Using a narrower definition — active-shooter incidents in populated areas that produced three or more fatalities — Chesapeake marked the year’s 12th mass shooting, tying 2018 for a record that dates back at least 40 years, with a month yet to go. Seventy-four people have died in these incidents this year.

For comparison, from 1994 to 2004 — the 10 years in which we had a federal assault weapons ban — 17 mass shootings killed 106 people. It’s almost like we were on to something. 

But despite the proposal’s popularity and Democratic control of Washington, Congress hasn’t restored the assault weapons ban. Nor did Democrats ban high-capacity magazines or subject private sales to background checks, both of which have majority support. Instead, after Uvalde, Congress cobbled together a bipartisan nothing-burger. 

Chesapeake wasn’t perpetuated with an assault rifle, however. The killer used a handgun — as did killers in 155 of the 268 mass-fatality active-shooter incidents since 1982. 

Handguns are used in about 80% of murders in the U.S.; in 2020, more than 19,000 people were shot to death. A new report found that the number of Americans carrying a loaded handgun every day doubled to 6 million between 2015 and 2019. Not surprisingly, most were white, male and lived in states with less restrictive gun laws

Most gun carriers say they need protection from other people. But the evidence for defensive gun use is sketchy; the best data indicates that guns are seven times more likely to be used in a crime than to defend a victim, and only 1-2% of crime victims use a gun defensively. 

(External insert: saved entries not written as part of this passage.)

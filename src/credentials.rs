//! Encrypted file-based credential storage
//!
//! Provider access tokens are stored encrypted with AES-256-GCM in
//! ~/.config/zyora/credentials.enc. The encryption key is derived from
//! machine-specific identifiers.

use aes_gcm::{
    Aes256Gcm, Nonce,
    aead::{Aead, KeyInit},
};
use anyhow::{Context, Result};
use rand::Rng;
use sha2::{Digest, Sha256};
use std::collections::HashMap;
use std::fs;
use std::path::{Path, PathBuf};

use crate::paths;

const NONCE_SIZE: usize = 12;

/// Get machine ID for key derivation (cross-platform)
fn get_machine_id() -> String {
    // Linux: /etc/machine-id or /var/lib/dbus/machine-id
    #[cfg(target_os = "linux")]
    {
        if let Ok(id) = fs::read_to_string("/etc/machine-id") {
            return id.trim().to_string();
        }
        if let Ok(id) = fs::read_to_string("/var/lib/dbus/machine-id") {
            return id.trim().to_string();
        }
    }

    // macOS: IOPlatformUUID via ioreg
    #[cfg(target_os = "macos")]
    {
        if let Ok(output) = std::process::Command::new("ioreg")
            .args(["-rd1", "-c", "IOPlatformExpertDevice"])
            .output()
        {
            let stdout = String::from_utf8_lossy(&output.stdout);
            for line in stdout.lines() {
                if line.contains("IOPlatformUUID") {
                    if let Some(uuid) = line.split('"').nth(3) {
                        return uuid.to_string();
                    }
                }
            }
        }
    }

    dirs::home_dir()
        .map(|p| p.to_string_lossy().to_string())
        .unwrap_or_else(|| "zyora-fallback-key".to_string())
}

/// Derive encryption key from machine-specific data
fn derive_key() -> [u8; 32] {
    let mut hasher = Sha256::new();
    hasher.update(get_machine_id().as_bytes());
    if let Some(home) = dirs::home_dir() {
        hasher.update(home.to_string_lossy().as_bytes());
    }
    hasher.update(b"zyora-try-on-client-v1");
    hasher.finalize().into()
}

fn cipher() -> Result<Aes256Gcm> {
    Aes256Gcm::new_from_slice(&derive_key()).map_err(|_| anyhow::anyhow!("Invalid key length"))
}

/// Encrypted token file
#[derive(Debug, Clone)]
pub struct CredentialStore {
    path: PathBuf,
}

impl CredentialStore {
    /// Credential file at the default location
    pub fn open() -> Result<Self> {
        Ok(Self::at(paths::credentials_path()?))
    }

    /// Credential file at a specific path
    pub fn at(path: impl Into<PathBuf>) -> Self {
        Self { path: path.into() }
    }

    /// Path of the encrypted file
    pub fn path(&self) -> &Path {
        &self.path
    }

    /// Load all credentials from the encrypted file
    fn load(&self) -> Result<HashMap<String, String>> {
        if !self.path.exists() {
            return Ok(HashMap::new());
        }

        let encrypted = fs::read(&self.path).context("Failed to read credentials file")?;
        if encrypted.len() < NONCE_SIZE {
            return Ok(HashMap::new());
        }

        let (nonce_bytes, ciphertext) = encrypted.split_at(NONCE_SIZE);
        let nonce = Nonce::from_slice(nonce_bytes);

        let plaintext = cipher()?
            .decrypt(nonce, ciphertext)
            .map_err(|_| anyhow::anyhow!("Failed to decrypt credentials"))?;

        let json = String::from_utf8(plaintext).context("Invalid UTF-8 in credentials")?;
        Ok(serde_json::from_str(&json)?)
    }

    /// Save all credentials to the encrypted file
    fn save(&self, creds: &HashMap<String, String>) -> Result<()> {
        if let Some(parent) = self.path.parent() {
            fs::create_dir_all(parent).context("Failed to create credentials directory")?;
        }

        let json = serde_json::to_string(creds)?;

        let mut nonce_bytes = [0u8; NONCE_SIZE];
        rand::rng().fill(&mut nonce_bytes);
        let nonce = Nonce::from_slice(&nonce_bytes);

        let ciphertext = cipher()?
            .encrypt(nonce, json.as_bytes())
            .map_err(|_| anyhow::anyhow!("Failed to encrypt credentials"))?;

        let mut output = nonce_bytes.to_vec();
        output.extend(ciphertext);

        fs::write(&self.path, output).context("Failed to write credentials file")?;

        // Set restrictive permissions on Unix
        #[cfg(unix)]
        {
            use std::os::unix::fs::PermissionsExt;
            let mut perms = fs::metadata(&self.path)?.permissions();
            perms.set_mode(0o600);
            fs::set_permissions(&self.path, perms)?;
        }

        Ok(())
    }

    /// Store the access token for a provider
    pub fn store_token(&self, provider: &str, token: &str) -> Result<()> {
        let mut creds = self.load().unwrap_or_default();
        creds.insert(token_key(provider), token.to_string());
        self.save(&creds)
    }

    /// Get the access token for a provider
    pub fn get_token(&self, provider: &str) -> Result<Option<String>> {
        Ok(self.load()?.get(&token_key(provider)).cloned())
    }

    /// Forget the access token for a provider
    pub fn delete_token(&self, provider: &str) -> Result<()> {
        let mut creds = self.load().unwrap_or_default();
        if creds.remove(&token_key(provider)).is_some() {
            self.save(&creds)?;
        }
        Ok(())
    }
}

fn token_key(provider: &str) -> String {
    format!("zyora:{provider}:access_token")
}

#[cfg(test)]
mod tests {
    use super::*;
    use tempfile::tempdir;

    #[test]
    fn test_token_round_trip() {
        let dir = tempdir().unwrap();
        let store = CredentialStore::at(dir.path().join("credentials.enc"));

        assert_eq!(store.get_token("google").unwrap(), None);

        store.store_token("google", "ya29.token").unwrap();
        assert_eq!(store.get_token("google").unwrap().as_deref(), Some("ya29.token"));

        store.delete_token("google").unwrap();
        assert_eq!(store.get_token("google").unwrap(), None);
    }

    #[test]
    fn test_file_is_not_plaintext() {
        let dir = tempdir().unwrap();
        let store = CredentialStore::at(dir.path().join("credentials.enc"));
        store.store_token("google", "very-secret-token").unwrap();

        let raw = fs::read(store.path()).unwrap();
        assert!(!String::from_utf8_lossy(&raw).contains("very-secret-token"));
    }

    #[cfg(unix)]
    #[test]
    fn test_file_permissions() {
        use std::os::unix::fs::PermissionsExt;

        let dir = tempdir().unwrap();
        let store = CredentialStore::at(dir.path().join("credentials.enc"));
        store.store_token("google", "t").unwrap();

        let mode = fs::metadata(store.path()).unwrap().permissions().mode();
        assert_eq!(mode & 0o777, 0o600);
    }
}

“What we do know for sure,” David Hemenway, ​​director of the Harvard Injury Control Research Center, told The Trace, “is that having a gun in your house increases suicides, it increases gun accidents, and it increases homicides, at least of women in the house.”

Guns are, in fact, used in most suicides, and are more common in suicides than murders. Most firearm suicides involved handguns that are stored unlocked and loaded so owners can have quick access protection. But we know that implementing even small barriers can cause people to rethink their suicidal impulses; not having guns anywhere near them is an even better deterrent. 

We also know that states with the loosest gun laws (e.g., Mississippi, Louisiana, Wyoming) had the highest rates of gun deaths in 2020, and states with the most restrictive laws (e.g., Hawaii, Massachusetts, New Jersey) had the lowest. 

And we know that while nearly 80% of homicides in the United States — which has more than twice as many guns per capita as Yemen, the world’s second-most gun-friendly country — are carried out with firearms, compared with only 4% of homicides in the U.K., which also has less than one-fourth of America’s homicide rate.  

Maybe miss me with the “guns don’t kill people” thing.